**What needs to be done:** Retype all of the records precisely.

**Stored data:**
//! Remote-control focus navigation.
//!
//! A [`FocusNavigator`] keeps a virtual cursor over the regions a
//! [`RegionSource`] reports and turns [`NavInput`]s into calls on a
//! [`RegionHost`]. Up/Left step to the previous region and Down/Right to
//! the next one, wrapping at both ends.

pub mod host;
pub mod input;
pub mod navigator;
pub mod region;

pub use host::{Effect, RecordingHost, RegionHost, ScrollBehavior, ScrollBlock, ScrollOptions};
pub use input::{KeyMap, NavInput, Step, key_name, parse_key};
pub use navigator::{FocusNavigator, NavOutcome, NavState, NavigatorOptions};
pub use region::{LayoutOrder, RegionId, RegionRegistry, RegionSource, RegionSpec};
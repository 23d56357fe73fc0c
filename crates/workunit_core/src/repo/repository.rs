//! Generic table-per-entity repository.
//!
//! # Responsibility
//! - Provide `EntityRepository` for any `Entity` over any `DataContext`.
//! - Validate the entity mapping against the live schema on construction.
//!
//! # Invariants
//! - Construction fails unless the table and every declared column exist.
//! - Staged changes carry exactly one value per declared column.
//! - Updates always assign at least one non-key column.

use super::{EntityRepository, RepoError, RepoResult};
use crate::context::{Command, ContextResult, DataContext, DataRow, PendingChange, SqlValue};
use crate::db::quote;
use crate::model::Entity;
use crate::params::Parameters;
use crate::uow::{UnitOfWork, WeakUnitOfWork};
use once_cell::sync::Lazy;
use regex::Regex;
use std::any::type_name;
use std::marker::PhantomData;
use std::rc::Rc;

static IDENTIFIER_RE: Lazy<Regex> =
    Lazy::new(|| Regex::new(r"^[A-Za-z_][A-Za-z0-9_]*$").expect("valid identifier regex"));

/// Default repository built by the unit of work on a cache miss.
pub struct Repository<T: Entity, C: DataContext> {
    context: Rc<C>,
    unit_of_work: WeakUnitOfWork<C>,
    select_sql: String,
    _entity: PhantomData<fn() -> T>,
}

impl<T: Entity, C: DataContext> Repository<T, C> {
    /// Builds a repository sharing `context` with the unit of work it
    /// belongs to.
    ///
    /// # Errors
    /// - `InvalidIdentifier` for table/column names that are not plain
    ///   identifiers.
    /// - `UndeclaredKeyColumn` when the key is not among `T::columns()`.
    /// - `MissingRequiredTable` / `MissingRequiredColumn` when the schema does
    ///   not match the entity mapping.
    pub fn try_new(context: Rc<C>, unit_of_work: WeakUnitOfWork<C>) -> RepoResult<Self> {
        ensure_identifier(T::TABLE)?;
        for &column in T::columns() {
            ensure_identifier(column)?;
        }
        if !T::columns().contains(&T::KEY_COLUMN) {
            return Err(RepoError::UndeclaredKeyColumn {
                table: T::TABLE,
                column: T::KEY_COLUMN,
            });
        }

        let existing = context.table_columns(T::TABLE)?;
        if existing.is_empty() {
            return Err(RepoError::MissingRequiredTable(T::TABLE));
        }
        if let Some(&column) = T::columns()
            .iter()
            .find(|column| !existing.iter().any(|name| name.eq_ignore_ascii_case(column)))
        {
            return Err(RepoError::MissingRequiredColumn {
                table: T::TABLE,
                column,
            });
        }

        let columns: Vec<String> = T::columns().iter().map(|column| quote(column)).collect();
        let select_sql = format!("SELECT {} FROM {}", columns.join(", "), quote(T::TABLE));

        Ok(Self {
            context,
            unit_of_work,
            select_sql,
            _entity: PhantomData,
        })
    }

    /// Returns the owning unit of work while it is alive.
    pub fn unit_of_work(&self) -> Option<UnitOfWork<C>> {
        self.unit_of_work.upgrade()
    }

    /// Resolves the repository of a related entity through the same unit of
    /// work.
    pub fn related<U: Entity>(&self) -> RepoResult<Rc<dyn EntityRepository<U>>> {
        let unit_of_work = self
            .unit_of_work()
            .ok_or(RepoError::Detached(type_name::<T>()))?;
        Ok(unit_of_work.repository::<U>()?)
    }

    fn load(&self, command: &Command) -> RepoResult<Vec<T>> {
        let mut items = Vec::new();
        self.context
            .execute_reader(command, &mut |row: &DataRow<'_>| -> ContextResult<()> {
                items.push(T::from_row(row)?);
                Ok(())
            })?;
        Ok(items)
    }

    fn checked_values(&self, entity: &T) -> RepoResult<Vec<SqlValue>> {
        let values = entity.values();
        if values.len() != T::columns().len() {
            return Err(RepoError::ValueCountMismatch {
                table: T::TABLE,
                columns: T::columns().len(),
                values: values.len(),
            });
        }
        Ok(values)
    }
}

impl<T: Entity, C: DataContext> EntityRepository<T> for Repository<T, C> {
    fn find(&self, key: SqlValue) -> RepoResult<Option<T>> {
        let command = Command::with_parameters(
            format!("{} WHERE {} = @0 LIMIT 1", self.select_sql, quote(T::KEY_COLUMN)),
            Parameters::positional([key]),
        );
        Ok(self.load(&command)?.into_iter().next())
    }

    fn all(&self) -> RepoResult<Vec<T>> {
        self.load(&Command::text(self.select_sql.as_str()))
    }

    fn query(&self, filter: &str, parameters: Parameters) -> RepoResult<Vec<T>> {
        let filter = filter.trim();
        if filter.is_empty() {
            return self.all();
        }
        let command =
            Command::with_parameters(format!("{} WHERE {filter}", self.select_sql), parameters);
        self.load(&command)
    }

    fn insert(&self, entity: &T) -> RepoResult<()> {
        let values = self.checked_values(entity)?;
        self.context.track(PendingChange::insert(
            T::TABLE,
            T::KEY_COLUMN,
            entity.key(),
            T::columns().to_vec(),
            values,
        ));
        Ok(())
    }

    fn update(&self, entity: &T) -> RepoResult<()> {
        if T::columns().iter().all(|column| *column == T::KEY_COLUMN) {
            return Err(RepoError::NothingToUpdate(T::TABLE));
        }
        let values = self.checked_values(entity)?;
        self.context.track(PendingChange::update(
            T::TABLE,
            T::KEY_COLUMN,
            entity.key(),
            T::columns().to_vec(),
            values,
        ));
        Ok(())
    }

    fn delete(&self, entity: &T) -> RepoResult<()> {
        self.context
            .track(PendingChange::delete(T::TABLE, T::KEY_COLUMN, entity.key()));
        Ok(())
    }
}

fn ensure_identifier(name: &'static str) -> RepoResult<()> {
    if IDENTIFIER_RE.is_match(name) {
        Ok(())
    } else {
        Err(RepoError::InvalidIdentifier(name))
    }
}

**Output:**
//! Remote-control focus navigation.
//!
//! A [`FocusNavigator`] keeps a virtual cursor over the regions a
//! [`RegionSource`] reports and turns [`NavInput`]s into calls on a
//! [`RegionHost`]. Up/Left step to the previous region and Down/Right to
//! the next one, wrapping at both ends.

pub mod host;
pub mod input;
pub mod navigator;
pub mod region;

pub use host::{Effect, RecordingHost, RegionHost, ScrollBehavior, ScrollBlock, ScrollOptions};
pub use input::{KeyMap, NavInput, Step, key_name, parse_key};
pub use navigator::{FocusNavigator, NavOutcome, NavState, NavigatorOptions};
pub use region::{LayoutOrder, RegionId, RegionRegistry, RegionSource, RegionSpec};
repository 23d56357fe73fc0c
filename crates/workunit_core/src/repo/repository.rs
//! Generic table-per-entity repository.
//!
//! # Responsibility
//! - Provide `EntityRepository` for any `Entity` over any `DataContext`.
//! - Validate the entity mapping against the live schema on construction.
//!
//! # Invariants
//! - Construction fails unless the table and every declared column exist.
//! - Staged changes carry exactly one value per declared column.
//! - Updates always assign at least one non-key column.

use super::{EntityRepository, RepoError, RepoResult};
use crate::context::{Command, ContextResult, DataContext, DataRow, PendingChange, SqlValue};
use crate::db::quote;
use crate::model::Entity;
use crate::params::Parameters;
use crate::uow::{UnitOfWork, WeakUnitOfWork};
use once_cell::sync::Lazy;
use regex::Regex;
use std::any::type_name;
use std::marker::PhantomData;
use std::rc::Rc;

static IDENTIFIER_RE: Lazy<Regex> =
    Lazy::new(|| Regex::new(r"^[A-Za-z_][A-Za-z0-9_]*$").expect("valid identifier regex"));

/// Default repository built by the unit of work on a cache miss.
pub struct Repository<T: Entity, C: DataContext> {
    context: Rc<C>,
    unit_of_work: WeakUnitOfWork<C>,
    select_sql: String,
    _entity: PhantomData<fn() -> T>,
}

impl<T: Entity, C: DataContext> Repository<T, C> {
    /// Builds a repository sharing `context` with the unit of work it
    /// belongs to.
    ///
    /// # Errors
    /// - `InvalidIdentifier` for table/column names that are not plain
    ///   identifiers.
    /// - `UndeclaredKeyColumn` when the key is not among `T::columns()`.
    /// - `MissingRequiredTable` / `MissingRequiredColumn` when the schema does
    ///   not match the entity mapping.
    pub fn try_new(context: Rc<C>, unit_of_work: WeakUnitOfWork<C>) -> RepoResult<Self> {
        ensure_identifier(T::TABLE)?;
        for &column in T::columns() {
            ensure_identifier(column)?;
        }
        if !T::columns().contains(&T::KEY_COLUMN) {
            return Err(RepoError::UndeclaredKeyColumn {
                table: T::TABLE,
                column: T::KEY_COLUMN,
            });
        }

        let existing = context.table_columns(T::TABLE)?;
        if existing.is_empty() {
            return Err(RepoError::MissingRequiredTable(T::TABLE));
        }
        if let Some(&column) = T::columns()
            .iter()
            .find(|column| !existing.iter().any(|name| name.eq_ignore_ascii_case(column)))
        {
            return Err(RepoError::MissingRequiredColumn {
                table: T::TABLE,
                column,
            });
        }

        let columns: Vec<String> = T::columns().iter().map(|column| quote(column)).collect();
        let select_sql = format!("SELECT {} FROM {}", columns.join(", "), quote(T::TABLE));

        Ok(Self {
            context,
            unit_of_work,
            select_sql,
            _entity: PhantomData,
        })
    }

    /// Returns the owning unit of work while it is alive.
    pub fn unit_of_work(&self) -> Option<UnitOfWork<C>> {
        self.unit_of_work.upgrade()
    }

    /// Resolves the repository of a related entity through the same unit of
    /// work.
    pub fn related<U: Entity>(&self) -> RepoResult<Rc<dyn EntityRepository<U>>> {
        let unit_of_work = self
            .unit_of_work()
            .ok_or(RepoError::Detached(type_name::<T>()))?;
        Ok(unit_of_work.repository::<U>()?)
    }

    fn load(&self, command: &Command) -> RepoResult<Vec<T>> {
        let mut items = Vec::new();
        self.context
            .execute_reader(command, &mut |row: &DataRow<'_>| -> ContextResult<()> {
                items.push(T::from_row(row)?);
                Ok(())
            })?;
        Ok(items)
    }

    fn checked_values(&self, entity: &T) -> RepoResult<Vec<SqlValue>> {
        let values = entity.values();
        if values.len() != T::columns().len() {
            return Err(RepoError::ValueCountMismatch {
                table: T::TABLE,
                columns: T::columns().len(),
                values: values.len(),
            });
        }
        Ok(values)
    }
}

impl<T: Entity, C: DataContext> EntityRepository<T> for Repository<T, C> {
    fn find(&self, key: SqlValue) -> RepoResult<Option<T>> {
        let command = Command::with_parameters(
            format!("{} WHERE {} = @0 LIMIT 1", self.select_sql, quote(T::KEY_COLUMN)),
            Parameters::positional([key]),
        );
        Ok(self.load(&command)?.into_iter().next())
    }

    fn all(&self) -> RepoResult<Vec<T>> {
        self.load(&Command::text(self.select_sql.as_str()))
    }

    fn query(&self, filter: &str, parameters: Parameters) -> RepoResult<Vec<T>> {
        let filter = filter.trim();
        if filter.is_empty() {
            return self.all();
        }
        let command =
            Command::with_parameters(format!("{} WHERE {filter}", self.select_sql), parameters);
        self.load(&command)
    }

    fn insert(&self, entity: &T) -> RepoResult<()> {
        let values = self.checked_values(entity)?;
        self.context.track(PendingChange::insert(
            T::TABLE,
            T::KEY_COLUMN,
            entity.key(),
            T::columns().to_vec(),
            values,
        ));
        Ok(())
    }

    fn update(&self, entity: &T) -> RepoResult<()> {
        if T::columns().iter().all(|column| *column == T::KEY_COLUMN) {
            return Err(RepoError::NothingToUpdate(T::TABLE));
        }
        let values = self.checked_values(entity)?;
        self.context.track(PendingChange::update(
            T::TABLE,
            T::KEY_COLUMN,
            entity.key(),
            T::columns().to_vec(),
            values,
        ));
        Ok(())
    }

    fn delete(&self, entity: &T) -> RepoResult<()> {
        self.context
            .track(PendingChange::delete(T::TABLE, T::KEY_COLUMN, entity.key()));
        Ok(())
    }
}

fn ensure_identifier(name: &'static str) -> RepoResult<()> {
    if IDENTIFIER_RE.is_match(name) {
        Ok(())
    } else {
        Err(RepoError::InvalidIdentifier(name))
    }
}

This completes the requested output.